TiVo and Comcast, which disclosed the agreement in an FCC filing dated July 14, 
didn’t go into explicit technical detail on how the non-CableCARD approach 
would work, though it's possibile that the intended approach would use a 
downloadable version of video security. But they did note that Comcast will 
make the solution available to other cable operators “on commercially 
reasonable terms.”

Under the agreement, Comcast customers that wish to use TiVo retail devices to 
access Comcast’s full suite of cable-delivered services will continue to have 
that option at a future date using a non-CableCARD solution that will be 
supported in both TiVo retail and Comcast-supplied devices, they added, noting 
that the CableCARD-free approach “can also be supported in other compatible 
customer-owned devices.”

“This agreement demonstrates that the marketplace is working to provide 
innovative  device solutions for consumers to access MVPD services and thereby 
advance the Commission’s navigation device goals,” Comcast and TiVo said in the 
filing. “Comcast is already delivering IP cable services to smartphones, 
tablets, and other customer-owned devices in the home in certain Comcast 
markets.”

In the same document, Comcast said it had likewise committed to continue 
providing and supporting CableCARDs in retail device notwithstanding the D.C. 
Circuit’s EchoStar decision last year that vacated certain CableCARD rules. 
That decision was not central to CableCARDs, but, according to TiVo, it did 
raise questions about cable’s obligations to support consumer access to the 
removable security modules.  

“Comcast will ensure that all CableCARD-enabled devices will continue to have 
access to all linear channels in all Comcast markets,” they added.

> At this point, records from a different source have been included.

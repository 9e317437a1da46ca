//! Canonical JSON minimal: claves ordenadas, sin espacios.

use serde_json::Value;
use std::collections::BTreeMap;

pub fn to_canonical_json(value: &Value) -> String {
    match value {
        Value::Null => "null".to_string(),
        Value::Bool(b) => b.to_string(),
        Value::Number(n) => n.to_string(),
        Value::String(_) => value.to_string(),
        Value::Array(arr) => {
            let items: Vec<String> = arr.iter().map(to_canonical_json).collect();
            format!("[{}]", items.join(","))
        }
        Value::Object(map) => {
            let tree: BTreeMap<&String, String> = map.iter().map(|(k, v)| (k, to_canonical_json(v))).collect();
            let items: Vec<String> = tree.into_iter()
                                         .map(|(k, v)| format!("{}:{}", Value::String(k.clone()), v))
                                         .collect();
            format!("{{{}}}", items.join(","))
        }
    }
}
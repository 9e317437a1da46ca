//! Fuentes del tiempo de espera entre tareas proyectadas.
//!
//! El tiempo de espera es un campo de visualización: no mueve ningún
//! `planned_end_time`. Se inyecta para que los tests puedan fijarlo.

use rand::rngs::StdRng;
use rand::{Rng, SeedableRng};

use crate::constants::MAX_WAITING_JITTER_MINUTES;

pub trait JitterSource {
    /// Minutos de espera en `[0, 30]`.
    fn waiting_minutes(&mut self) -> u32;
}

/// Sin espera.
#[derive(Debug, Default, Clone, Copy)]
pub struct NoJitter;

impl JitterSource for NoJitter {
    fn waiting_minutes(&mut self) -> u32 {
        0
    }
}

/// Siempre el mismo valor (acotado a 30).
#[derive(Debug, Clone, Copy)]
pub struct FixedJitter(pub u32);

impl JitterSource for FixedJitter {
    fn waiting_minutes(&mut self) -> u32 {
        self.0.min(MAX_WAITING_JITTER_MINUTES)
    }
}

/// Pseudoaleatorio reproducible a partir de una semilla.
#[derive(Debug, Clone)]
pub struct SeededJitter {
    rng: StdRng,
}

impl SeededJitter {
    pub fn new(seed: u64) -> Self {
        Self { rng: StdRng::seed_from_u64(seed) }
    }

    pub fn from_entropy() -> Self {
        Self { rng: StdRng::from_entropy() }
    }
}

impl JitterSource for SeededJitter {
    fn waiting_minutes(&mut self) -> u32 {
        self.rng.gen_range(0..=MAX_WAITING_JITTER_MINUTES)
    }
}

Save for FCC-supplied waivers for devices such as one-way digital transport 
adapters (DTAs), U.S. operators are subject to an FCC ban on set-tops with 
integrated security that took effect in July 2007 and was aimed at cultivating 
a retail market for cable-ready set-tops, TVs and other video devices. That ban 
has failed to achieve the intended goal. According to a recent report from the 
National Cable & Telecommunications Association, the nation’s top nine 
incumbent cable operators have deployed more than 47 million MSO-supplied 
set-tops with CableCARDs since the ban took effect, versus only 616,000 
CableCARDs for use in retail devices.

This new agreement between Comcast and TiVo comes amid repeated calls by the 
NCTA for the FCC to end the set-top ban. Last fall, Reps. Robert Latta (R-Ohio)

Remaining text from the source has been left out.